West Nile encephalitis
Western Nile encephalitis is a cerebral infection resulting from West Nile virus, a Flavivirus transmitted by mosquitoes and frequently present in Africa, West Asia, the Middle East, and, to a lesser extent, North America. Typical manifestations of a mild infection include fever, headache, and body aches, often accompanied by a skin rash and enlarged lymph nodes. Severe infection is characterized by significant fever, headache, neck rigidity, stupor, disorientation, coma, tremors, sporadic seizures, paralysis, and, in rare cases, death.
Diagnostic examinations
Percutaneous lumbar puncture or myelogram can result in a pulsating frontal headache that exacerbates when standing.
Drugs
Numerous medications can induce headaches. Among many patients, indomethacin often induces headaches, typically occurring in the morning. Vasodilators and medications specifically designed to dilate blood vessels, such as nitrates, commonly induce a pulsating headache. Discontinuation of vasopressors, such as caffeine, ergotamine, and sympathomimetics, can also result in headaches.

Certain herbal medicines, such as St. John's wort and ginseng, can elicit a range of unfavourable responses, including headaches.

Traction
Administering cervical traction with pins often results in a headache, which can be either widespread or limited to the specific locations where the pins were inserted.
Points of Special Consideration
Maintain ongoing surveillance of the patient's vital signs and level of consciousness. Monitor for any alteration in the intensity or site of the headache. To alleviate the headache, give an analgesic, dim the luminance of the patient's room, and reduce other sources of stimulation. Articulate the justification for these treatments to the patient.
Readied the patient for diagnostic examinations, including cranial radiography, a computed tomography scan, lumbar puncture, or cerebral angiography.

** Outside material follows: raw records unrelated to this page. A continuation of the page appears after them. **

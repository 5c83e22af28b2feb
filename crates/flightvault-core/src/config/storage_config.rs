//! Temporal store adapter configuration.

use std::time::Duration;

use serde::{Deserialize, Serialize};

/// Configuration for the SQLite store and adapter retries.
#[derive(Debug, Clone, Serialize, Deserialize)]
#[serde(default)]
pub struct StorageConfig {
    /// Database file. `None` opens an in-memory database.
    pub db_path: Option<String>,
    /// Attempts after the first for transient adapter errors.
    pub max_retries: u32,
    pub backoff_base_ms: u64,
    pub backoff_max_ms: u64,
    pub read_pool_size: usize,
}

impl Default for StorageConfig {
    fn default() -> Self {
        Self {
            db_path: None,
            max_retries: 3,
            backoff_base_ms: 50,
            backoff_max_ms: 2_000,
            read_pool_size: 2,
        }
    }
}

impl StorageConfig {
    /// Delay before retry number `attempt` (1-based): base * 2^(attempt-1),
    /// capped at `backoff_max_ms`.
    pub fn backoff(&self, attempt: u32) -> Duration {
        let exp = attempt.saturating_sub(1).min(20);
        let ms = self
            .backoff_base_ms
            .saturating_mul(1u64 << exp)
            .min(self.backoff_max_ms);
        Duration::from_millis(ms)
    }
}
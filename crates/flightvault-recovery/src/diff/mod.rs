//! Diff Analyzer: field-level comparison of two snapshots of one table.
//!
//! Invariants:
//! - added, deleted, modified, and unchanged partition the union of
//!   identities of both snapshots
//! - every modified entry carries at least one field change
//! - diff(a, b).added == diff(b, a).deleted, and modified identities match
//! - output is ordered by identity

mod compare;

use std::collections::BTreeSet;

use tracing::debug;

use flightvault_core::config::DiffConfig;
use flightvault_core::errors::{FlightVaultResult, RecoveryError};
use flightvault_core::models::{
    DiffResult, DiffSummary, KeyedRecord, ModifiedRecord, Normalization, Snapshot,
};

pub use compare::compare_records;

/// How to treat fields present in one snapshot and absent from the other.
#[derive(Debug, Clone, Default, PartialEq, Eq)]
pub enum FieldReconciliation {
    /// Differing field sets are a schema mismatch.
    #[default]
    Strict,
    /// Leave these fields out of the comparison entirely.
    Ignore(BTreeSet<String>),
    /// Compare a missing field as NULL.
    MissingAsNull,
}

impl FieldReconciliation {
    pub fn ignore<I, S>(fields: I) -> Self
    where
        I: IntoIterator<Item = S>,
        S: Into<String>,
    {
        Self::Ignore(fields.into_iter().map(Into::into).collect())
    }

    pub(crate) fn ignored(&self) -> Option<&BTreeSet<String>> {
        match self {
            Self::Ignore(fields) => Some(fields),
            _ => None,
        }
    }
}

/// Stateless snapshot comparator.
#[derive(Debug, Clone, Copy, Default)]
pub struct DiffAnalyzer {
    normalization: Normalization,
}

impl DiffAnalyzer {
    pub fn new(normalization: Normalization) -> Self {
        Self { normalization }
    }

    pub fn from_config(config: &DiffConfig) -> Self {
        Self::new(config.normalization())
    }

    pub fn normalization(&self) -> &Normalization {
        &self.normalization
    }

    /// Compare with strict field-set checking.
    pub fn diff(&self, earlier: &Snapshot, later: &Snapshot) -> FlightVaultResult<DiffResult> {
        self.diff_with(earlier, later, &FieldReconciliation::Strict)
    }

    pub fn diff_with(
        &self,
        earlier: &Snapshot,
        later: &Snapshot,
        reconciliation: &FieldReconciliation,
    ) -> FlightVaultResult<DiffResult> {
        check_compatible(earlier, later, reconciliation)?;
        let ignored = reconciliation.ignored();

        let mut added = Vec::new();
        let mut deleted = Vec::new();
        let mut modified = Vec::new();
        let mut unchanged = Vec::new();

        for (key, before) in earlier.iter() {
            match later.get(key) {
                None => deleted.push(KeyedRecord {
                    key: key.clone(),
                    record: before.clone(),
                }),
                Some(after) => {
                    let changes = compare_records(before, after, &self.normalization, ignored);
                    if changes.is_empty() {
                        unchanged.push(key.clone());
                    } else {
                        modified.push(ModifiedRecord {
                            key: key.clone(),
                            before: before.clone(),
                            after: after.clone(),
                            changes,
                        });
                    }
                }
            }
        }
        for (key, after) in later.iter() {
            if !earlier.contains(key) {
                added.push(KeyedRecord {
                    key: key.clone(),
                    record: after.clone(),
                });
            }
        }

        let summary = DiffSummary {
            count_before: earlier.len(),
            count_after: later.len(),
            added: added.len(),
            deleted: deleted.len(),
            modified: modified.len(),
            unchanged: unchanged.len(),
            total_changes: added.len() + deleted.len() + modified.len(),
            net_change: later.len() as i64 - earlier.len() as i64,
        };
        debug!(
            table = earlier.table(),
            added = summary.added,
            deleted = summary.deleted,
            modified = summary.modified,
            unchanged = summary.unchanged,
            "snapshot diff computed"
        );

        Ok(DiffResult {
            table: earlier.table().to_string(),
            earlier_as_of: earlier.as_of(),
            later_as_of: later.as_of(),
            added,
            deleted,
            modified,
            unchanged,
            summary,
        })
    }
}

/// Compare two snapshots with default normalization and strict field sets.
pub fn diff(earlier: &Snapshot, later: &Snapshot) -> FlightVaultResult<DiffResult> {
    DiffAnalyzer::default().diff(earlier, later)
}

fn check_compatible(
    earlier: &Snapshot,
    later: &Snapshot,
    reconciliation: &FieldReconciliation,
) -> FlightVaultResult<()> {
    let mismatch = |detail: String| -> FlightVaultResult<()> {
        Err(RecoveryError::SchemaMismatch {
            table: earlier.table().to_string(),
            detail,
        }
        .into())
    };

    if earlier.table() != later.table() {
        return mismatch(format!(
            "comparing {} with {}",
            earlier.table(),
            later.table()
        ));
    }
    if earlier.key_field() != later.key_field() {
        return mismatch(format!(
            "key field {:?} vs {:?}",
            earlier.key_field(),
            later.key_field()
        ));
    }
    if earlier.is_empty() || later.is_empty() {
        return Ok(());
    }

    let before = earlier.field_names();
    let after = later.field_names();
    let mut only_before: Vec<&String> = before.difference(&after).collect();
    let mut only_after: Vec<&String> = after.difference(&before).collect();

    match reconciliation {
        FieldReconciliation::MissingAsNull => return Ok(()),
        FieldReconciliation::Ignore(fields) => {
            only_before.retain(|f| !fields.contains(*f));
            only_after.retain(|f| !fields.contains(*f));
        }
        FieldReconciliation::Strict => {}
    }

    if only_before.is_empty() && only_after.is_empty() {
        Ok(())
    } else {
        mismatch(format!(
            "fields only in earlier: {only_before:?}; only in later: {only_after:?}"
        ))
    }
}
//! ITemporalStore: the adapter boundary between the engine and a
//! system-versioned table store.

use std::sync::Arc;

use chrono::{DateTime, Utc};

use crate::errors::StoreResult;
use crate::models::{AppliedRestore, RestoreBatch, Snapshot};

/// A store that can answer "what did this table look like at T".
///
/// Calls are blocking. Implementations report a missing or expired point in
/// time as `NoSuchTimestamp` / `OutOfRetentionWindow`, and transport
/// failures as `AdapterTimeout` / `AdapterUnavailable`.
pub trait ITemporalStore: Send + Sync {
    /// Full row set of `table` as of `at`, keyed by `key_field`.
    fn snapshot_at(&self, table: &str, key_field: &str, at: DateTime<Utc>) -> StoreResult<Snapshot>;

    /// Present state of `table`.
    fn current(&self, table: &str, key_field: &str) -> StoreResult<Snapshot>;

    /// Apply every op of `batch` atomically. On error the store is unchanged.
    fn apply_restore(&self, batch: &RestoreBatch) -> StoreResult<AppliedRestore>;
}

impl<T: ITemporalStore + ?Sized> ITemporalStore for Arc<T> {
    fn snapshot_at(&self, table: &str, key_field: &str, at: DateTime<Utc>) -> StoreResult<Snapshot> {
        (**self).snapshot_at(table, key_field, at)
    }

    fn current(&self, table: &str, key_field: &str) -> StoreResult<Snapshot> {
        (**self).current(table, key_field)
    }

    fn apply_restore(&self, batch: &RestoreBatch) -> StoreResult<AppliedRestore> {
        (**self).apply_restore(batch)
    }
}
//! Point-in-time reads over the row history.

use chrono::{DateTime, Utc};
use rusqlite::{params, Connection};

use flightvault_core::errors::StoreResult;
use flightvault_core::models::Record;
use flightvault_core::time::format_timestamp;

use super::{decode_record, parse_ts};
use crate::to_store_err;

fn collect_records(
    conn: &Connection,
    table: &str,
    sql: &str,
    params: &[&dyn rusqlite::ToSql],
) -> StoreResult<Vec<Record>> {
    let mut stmt = conn
        .prepare_cached(sql)
        .map_err(|e| to_store_err("snapshot", table, e))?;
    let rows = stmt
        .query_map(params, |row| Ok((row.get::<_, String>(0)?, row.get::<_, String>(1)?)))
        .map_err(|e| to_store_err("snapshot", table, e))?
        .collect::<Result<Vec<_>, _>>()
        .map_err(|e| to_store_err("snapshot", table, e))?;

    rows.iter()
        .map(|(data, from)| decode_record(table, data, parse_ts(table, from)?))
        .collect()
}

/// Rows whose version interval contains `at`.
pub fn rows_at(conn: &Connection, table: &str, at: DateTime<Utc>) -> StoreResult<Vec<Record>> {
    let at = format_timestamp(&at);
    collect_records(
        conn,
        table,
        "SELECT data, valid_from FROM row_versions
         WHERE table_name = ?1 AND valid_from <= ?2
           AND (valid_until IS NULL OR valid_until > ?2)",
        &[&table, &at],
    )
}

/// Rows whose current version is open.
pub fn current_rows(conn: &Connection, table: &str) -> StoreResult<Vec<Record>> {
    collect_records(
        conn,
        table,
        "SELECT data, valid_from FROM row_versions
         WHERE table_name = ?1 AND valid_until IS NULL",
        &[&table],
    )
}

pub fn count_current(conn: &Connection, table: &str) -> StoreResult<usize> {
    let count: i64 = conn
        .query_row(
            "SELECT COUNT(*) FROM row_versions WHERE table_name = ?1 AND valid_until IS NULL",
            params![table],
            |row| row.get(0),
        )
        .map_err(|e| to_store_err("count_current", table, e))?;
    Ok(count as usize)
}
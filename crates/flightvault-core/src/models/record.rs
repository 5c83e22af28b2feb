//! A single row: field name to scalar value.

use std::collections::BTreeMap;

use chrono::{DateTime, Utc};
use serde::{Deserialize, Serialize};

use super::value::{FieldValue, RecordKey};

/// A row of a table at one instant.
///
/// `version_start` is store metadata (when this row version became current)
/// and never takes part in comparisons.
#[derive(Debug, Clone, Default, PartialEq, Serialize, Deserialize)]
pub struct Record {
    pub fields: BTreeMap<String, FieldValue>,
    #[serde(default, skip_serializing_if = "Option::is_none")]
    pub version_start: Option<DateTime<Utc>>,
}

impl Record {
    pub fn new() -> Self {
        Self::default()
    }

    /// Builder-style field setter.
    pub fn with(mut self, field: impl Into<String>, value: impl Into<FieldValue>) -> Self {
        self.fields.insert(field.into(), value.into());
        self
    }

    pub fn with_version_start(mut self, at: DateTime<Utc>) -> Self {
        self.version_start = Some(at);
        self
    }

    pub fn set(&mut self, field: impl Into<String>, value: impl Into<FieldValue>) {
        self.fields.insert(field.into(), value.into());
    }

    pub fn get(&self, field: &str) -> Option<&FieldValue> {
        self.fields.get(field)
    }

    /// Field value, treating an absent field as NULL.
    pub fn value(&self, field: &str) -> &FieldValue {
        self.fields.get(field).unwrap_or(&FieldValue::Null)
    }

    pub fn field_names(&self) -> impl Iterator<Item = &str> {
        self.fields.keys().map(String::as_str)
    }

    /// Identity of this record under the given key field.
    pub fn key(&self, key_field: &str) -> Option<RecordKey> {
        self.fields.get(key_field).and_then(FieldValue::to_key)
    }

    /// Same fields, without store metadata.
    pub fn without_metadata(&self) -> Record {
        Record {
            fields: self.fields.clone(),
            version_start: None,
        }
    }
}
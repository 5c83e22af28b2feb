//! v001: versioned table registry and row history.

use rusqlite::Connection;

use flightvault_core::errors::StoreResult;

use crate::to_sqlite_err;

pub fn migrate(conn: &Connection) -> StoreResult<()> {
    conn.execute_batch(
        "
        CREATE TABLE IF NOT EXISTS versioned_tables (
            table_name TEXT PRIMARY KEY,
            key_field  TEXT NOT NULL,
            created_at TEXT NOT NULL
        );

        CREATE TABLE IF NOT EXISTS row_versions (
            version_id  INTEGER PRIMARY KEY AUTOINCREMENT,
            table_name  TEXT NOT NULL REFERENCES versioned_tables(table_name),
            row_key     TEXT NOT NULL,
            data        TEXT NOT NULL,
            valid_from  TEXT NOT NULL,
            valid_until TEXT
        );

        CREATE INDEX IF NOT EXISTS idx_row_versions_key
            ON row_versions(table_name, row_key, valid_from);
        CREATE INDEX IF NOT EXISTS idx_row_versions_time
            ON row_versions(table_name, valid_from, valid_until);
        CREATE UNIQUE INDEX IF NOT EXISTS idx_row_versions_current
            ON row_versions(table_name, row_key) WHERE valid_until IS NULL;
        ",
    )
    .map_err(|e| to_sqlite_err(format!("v001 row_versions: {e}")))
}
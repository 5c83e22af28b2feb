//! Restore planning: one classified entry per divergent identity.

use std::collections::HashSet;

use chrono::{DateTime, Utc};
use tracing::debug;

use flightvault_core::errors::FlightVaultResult;
use flightvault_core::models::{
    AmbiguityReason, ChangeKind, CorruptionWindow, DecisionSource, ForeignKey, PlanEntry, Record,
    RecordKey, RestoreDecision, RestoreOptions, RestorePlan, Snapshot,
};

use super::classify::RuleSet;
use super::dependency::{validate, DependencyGraph, RelatedTables};
use crate::diff::DiffAnalyzer;
use crate::health::field_keys;

/// Inputs shared by every entry of one plan.
pub(crate) struct Planning<'a> {
    pub analyzer: &'a DiffAnalyzer,
    pub graph: &'a DependencyGraph,
    pub related: &'a RelatedTables,
    pub options: &'a RestoreOptions,
    pub window: CorruptionWindow,
}

pub(crate) fn build_plan(
    planning: &Planning<'_>,
    current: &Snapshot,
    target: &Snapshot,
) -> FlightVaultResult<RestorePlan> {
    let rules = RuleSet::compile(&planning.options.rules)?;
    let diff = planning.analyzer.diff(target, current)?;
    let table = current.table();
    let window = planning.window;
    let fks = planning.graph.outbound(table);
    let lost = LostReferences::collect(table, current, target, &fks, planning.related);

    let mut entries = Vec::with_capacity(diff.summary.total_changes);

    for deleted in &diff.deleted {
        entries.push(PlanEntry {
            key: deleted.key.clone(),
            kind: ChangeKind::Deleted,
            decision: RestoreDecision::Revert,
            source: DecisionSource::Default,
            ambiguity: None,
            changed_fields: field_list(&deleted.record),
            target: Some(deleted.record.clone()),
            current: None,
            changed_at: None,
        });
    }

    for added in &diff.added {
        let created = added.record.version_start;
        let ambiguity = lost.referenced_by(&added.record).or_else(|| {
            created
                .filter(|at| window.contains(*at))
                .map(|at| AmbiguityReason::CreatedInCorruptionWindow { at })
        });
        entries.push(PlanEntry {
            key: added.key.clone(),
            kind: ChangeKind::Added,
            decision: RestoreDecision::Preserve,
            source: DecisionSource::Default,
            ambiguity,
            changed_fields: field_list(&added.record),
            target: None,
            current: Some(added.record.clone()),
            changed_at: created,
        });
    }

    for modified in &diff.modified {
        let changed_at = modified.after.version_start;
        let (decision, ambiguity) = match changed_at {
            None => (
                RestoreDecision::Preserve,
                Some(AmbiguityReason::UnknownModificationTime),
            ),
            Some(at) if window.contains(at) => (RestoreDecision::Revert, None),
            Some(_) => (RestoreDecision::Preserve, None),
        };
        entries.push(PlanEntry {
            key: modified.key.clone(),
            kind: ChangeKind::Modified,
            decision,
            source: DecisionSource::Default,
            ambiguity,
            changed_fields: modified.changed_fields().map(str::to_string).collect(),
            target: Some(modified.before.clone()),
            current: Some(modified.after.clone()),
            changed_at,
        });
    }

    for entry in &mut entries {
        if let Some(rule) = rules.first_match(entry.kind, &entry.changed_fields, entry.changed_at) {
            entry.decision = rule.action.into();
            entry.source = DecisionSource::Rule(rule.name.clone());
            entry.ambiguity = None;
        }
        if let Some(decision) = planning.options.manual.get(&entry.key) {
            entry.decision = *decision;
            entry.source = DecisionSource::Manual;
            entry.ambiguity = None;
        }
    }
    entries.sort_by(|a, b| a.key.cmp(&b.key));

    let mut plan = RestorePlan {
        table: table.to_string(),
        key_field: current.key_field().to_string(),
        target_as_of: target.as_of(),
        current_as_of: current.as_of(),
        corruption_window: window,
        entries,
        warnings: Vec::new(),
        diff_summary: diff.summary,
        current_count: current.len(),
    };
    plan.warnings = validate(&plan, current, planning.graph, planning.related);

    debug!(
        table,
        reverts = plan.revert_count(),
        preserved = plan.preserve_count(),
        ambiguous = plan.ambiguous_count(),
        warnings = plan.warnings.len(),
        window = %window,
        "restore plan built"
    );
    Ok(plan)
}

fn field_list(record: &Record) -> Vec<String> {
    record.field_names().map(str::to_string).collect()
}

/// Referenced values that existed at the target and are gone now, per
/// foreign-key field.
struct LostReferences {
    by_field: Vec<(String, String, HashSet<RecordKey>)>,
}

impl LostReferences {
    fn collect(
        table: &str,
        current: &Snapshot,
        target: &Snapshot,
        fks: &[&ForeignKey],
        related: &RelatedTables,
    ) -> Self {
        let mut by_field = Vec::new();
        for fk in fks {
            let (before, now) = if fk.references_table == table {
                (target, current)
            } else {
                match (
                    related.at_target(&fk.references_table),
                    related.current(&fk.references_table),
                ) {
                    (Some(before), Some(now)) => (before, now),
                    _ => continue,
                }
            };
            let existing = field_keys(now, &fk.references_field);
            let lost: HashSet<RecordKey> = field_keys(before, &fk.references_field)
                .into_iter()
                .filter(|k| !existing.contains(k))
                .collect();
            if !lost.is_empty() {
                by_field.push((fk.field.clone(), fk.references_table.clone(), lost));
            }
        }
        Self { by_field }
    }

    fn referenced_by(&self, record: &Record) -> Option<AmbiguityReason> {
        self.by_field.iter().find_map(|(field, references_table, lost)| {
            let value = record.value(field).to_key()?;
            lost.contains(&value).then(|| AmbiguityReason::ReferencesDeletedRow {
                field: field.clone(),
                references_table: references_table.clone(),
                missing_key: value,
            })
        })
    }
}

/// Default corruption window when the caller gives none.
pub(crate) fn default_window(
    options: &RestoreOptions,
    target_as_of: DateTime<Utc>,
    span: chrono::Duration,
) -> CorruptionWindow {
    options
        .corruption_window
        .unwrap_or_else(|| CorruptionWindow::after(target_as_of, span))
}
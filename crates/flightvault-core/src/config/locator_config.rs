//! Smart restore locator configuration.

use chrono::Duration;
use serde::{Deserialize, Serialize};

/// Configuration for the restore point search.
#[derive(Debug, Clone, Serialize, Deserialize)]
#[serde(default)]
pub struct LocatorConfig {
    /// Default search window, ending now.
    pub lookback_hours: u64,
    /// Search stops once the bracket is this narrow.
    pub resolution_seconds: u64,
    /// Composite score a snapshot needs to count as healthy.
    pub pass_threshold: f64,
    /// Below this confidence a located point is not executed without
    /// confirmation.
    pub confidence_floor: f64,
    /// Added to `ceil(log2(window_minutes))` to form the iteration cap.
    pub iteration_slack: u32,
    /// Healthy probes stepping back from the boundary.
    pub stability_samples: u32,
    /// Alternative healthy timestamps reported.
    pub alternatives: usize,
}

impl Default for LocatorConfig {
    fn default() -> Self {
        Self {
            lookback_hours: 24,
            resolution_seconds: 60,
            pass_threshold: 80.0,
            confidence_floor: 50.0,
            iteration_slack: 4,
            stability_samples: 3,
            alternatives: 3,
        }
    }
}

impl LocatorConfig {
    pub fn lookback(&self) -> Duration {
        Duration::hours(self.lookback_hours as i64)
    }

    pub fn resolution(&self) -> Duration {
        Duration::seconds(self.resolution_seconds as i64)
    }
}
//! Selective restore configuration.

use chrono::Duration;
use serde::{Deserialize, Serialize};

/// Configuration for the selective restore executor.
#[derive(Debug, Clone, Serialize, Deserialize)]
#[serde(default)]
pub struct RestoreConfig {
    /// Length of the default corruption window after the target.
    pub corruption_span_seconds: u64,
    /// Refuse to execute located points below the confidence floor unless
    /// the caller confirms.
    pub require_confirmation_below_floor: bool,
    /// Re-read restored identities after apply and compare to the target.
    pub verify_after_apply: bool,
}

impl Default for RestoreConfig {
    fn default() -> Self {
        Self {
            corruption_span_seconds: 300,
            require_confirmation_below_floor: true,
            verify_after_apply: true,
        }
    }
}

impl RestoreConfig {
    pub fn corruption_span(&self) -> Duration {
        Duration::seconds(self.corruption_span_seconds as i64)
    }
}
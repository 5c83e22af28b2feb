//! Restore point search types.

use std::fmt;

use chrono::{DateTime, Duration, Utc};
use serde::{Deserialize, Serialize};

use crate::errors::{FlightVaultResult, RecoveryError};
use crate::time::format_timestamp;

/// Closed search interval `[start, end]`. The start is assumed healthy.
#[derive(Debug, Clone, Copy, PartialEq, Eq, Serialize, Deserialize)]
pub struct CandidateWindow {
    pub start: DateTime<Utc>,
    pub end: DateTime<Utc>,
}

impl CandidateWindow {
    pub fn new(start: DateTime<Utc>, end: DateTime<Utc>) -> FlightVaultResult<Self> {
        if start >= end {
            return Err(RecoveryError::InvalidWindow {
                reason: format!(
                    "window start {} is not before end {}",
                    format_timestamp(&start),
                    format_timestamp(&end)
                ),
            }
            .into());
        }
        Ok(Self { start, end })
    }

    /// `[end - lookback, end]`.
    pub fn ending_at(end: DateTime<Utc>, lookback: Duration) -> FlightVaultResult<Self> {
        Self::new(end - lookback, end)
    }

    pub fn width(&self) -> Duration {
        self.end - self.start
    }

    /// Width in whole minutes, at least one.
    pub fn minutes(&self) -> i64 {
        self.width().num_minutes().max(1)
    }

    pub fn contains(&self, at: DateTime<Utc>) -> bool {
        self.start <= at && at <= self.end
    }
}

/// Terminal verdict of a search.
#[derive(Debug, Clone, Copy, PartialEq, Eq, Serialize, Deserialize)]
#[serde(rename_all = "snake_case")]
pub enum LocateOutcome {
    Success,
    LowConfidence,
    Failed,
}

/// Locator state machine position.
#[derive(Debug, Clone, Copy, PartialEq, Eq, Serialize, Deserialize)]
#[serde(rename_all = "snake_case")]
pub enum LocatorState {
    Initialized,
    Searching,
    BoundaryFound,
    Validated,
    Terminal(LocateOutcome),
}

impl LocatorState {
    pub fn is_terminal(&self) -> bool {
        matches!(self, Self::Terminal(_))
    }
}

/// Why a snapshot was probed.
#[derive(Debug, Clone, Copy, PartialEq, Eq, Serialize, Deserialize)]
#[serde(rename_all = "snake_case")]
pub enum ProbePurpose {
    Anchor,
    WindowEnd,
    Bisect,
    Stability,
}

/// One scored probe in the search log.
#[derive(Debug, Clone, PartialEq, Serialize, Deserialize)]
pub struct ProbeRecord {
    pub at: DateTime<Utc>,
    pub score: f64,
    pub healthy: bool,
    pub purpose: ProbePurpose,
    /// Names of checks that failed at this probe.
    #[serde(default, skip_serializing_if = "Vec::is_empty")]
    pub failing_checks: Vec<String>,
}

/// Interval in which corrupting changes are assumed to have happened:
/// `(start, end]`.
#[derive(Debug, Clone, Copy, PartialEq, Eq, Serialize, Deserialize)]
pub struct CorruptionWindow {
    pub start: DateTime<Utc>,
    pub end: DateTime<Utc>,
}

impl CorruptionWindow {
    pub fn new(start: DateTime<Utc>, end: DateTime<Utc>) -> Self {
        Self { start, end: end.max(start) }
    }

    /// `(target, target + span]`.
    pub fn after(target: DateTime<Utc>, span: Duration) -> Self {
        Self::new(target, target + span)
    }

    pub fn contains(&self, at: DateTime<Utc>) -> bool {
        self.start < at && at <= self.end
    }

    pub fn is_after(&self, at: DateTime<Utc>) -> bool {
        at > self.end
    }
}

impl fmt::Display for CorruptionWindow {
    fn fmt(&self, f: &mut fmt::Formatter<'_>) -> fmt::Result {
        write!(
            f,
            "({}, {}]",
            format_timestamp(&self.start),
            format_timestamp(&self.end)
        )
    }
}

/// Everything a search produced.
#[derive(Debug, Clone, PartialEq, Serialize, Deserialize)]
pub struct LocateResult {
    pub table: String,
    pub window: CandidateWindow,
    pub outcome: LocateOutcome,
    /// Latest instant judged healthy. `None` only when the search failed.
    pub suggested_timestamp: Option<DateTime<Utc>>,
    /// Earliest instant judged unhealthy, when a boundary was bracketed.
    pub first_unhealthy: Option<DateTime<Utc>>,
    /// 0 to 100.
    pub confidence: f64,
    pub suggested_score: Option<f64>,
    pub threshold: f64,
    pub iterations: u32,
    pub iteration_cap: u32,
    pub states: Vec<LocatorState>,
    pub probes: Vec<ProbeRecord>,
    /// Other healthy instants, best first.
    pub alternatives: Vec<DateTime<Utc>>,
    pub warnings: Vec<String>,
    pub reason: String,
    /// Adapter error detail for failed searches.
    #[serde(default, skip_serializing_if = "Option::is_none")]
    pub failure: Option<String>,
}

impl LocateResult {
    pub fn is_success(&self) -> bool {
        self.outcome == LocateOutcome::Success
    }

    /// Final state of the trace.
    pub fn final_state(&self) -> Option<LocatorState> {
        self.states.last().copied()
    }

    /// Interval the corrupting changes fall into. Ends at the first
    /// unhealthy probe, but never before `suggested + span`.
    pub fn corruption_window(&self, span: Duration) -> Option<CorruptionWindow> {
        let start = self.suggested_timestamp?;
        let end = match self.first_unhealthy {
            Some(hi) => hi.max(start + span),
            None => start + span,
        };
        Some(CorruptionWindow::new(start, end))
    }
}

Clinical Counseling for Patients
Outline the indicators of decreased level of consciousness (LOC) and seizures that the patient or their carers should promptly report. Outline strategies for preserving a tranquil atmosphere and mitigating environmental strain. Elaborate on the application of analgesics.

Guidelines for Pediatric Populations
If a child is too young to articulate his complaint, it is advisable to consider a headache if you observe him engaging in repeated head movements or holding his head. A shrill wail or bulging fontanels in an infant may suggest elevated intracranial pressure (ICP) and a headache. For a child of school age, inquire with the parents regarding the child's recent academic achievements and any domestic issues that could be causing a tension headache.
The prevalence of migraine headaches in young males is twice as high as in girls. In children aged 3 and above, a headache is the predominant symptom associated with a brain tumor.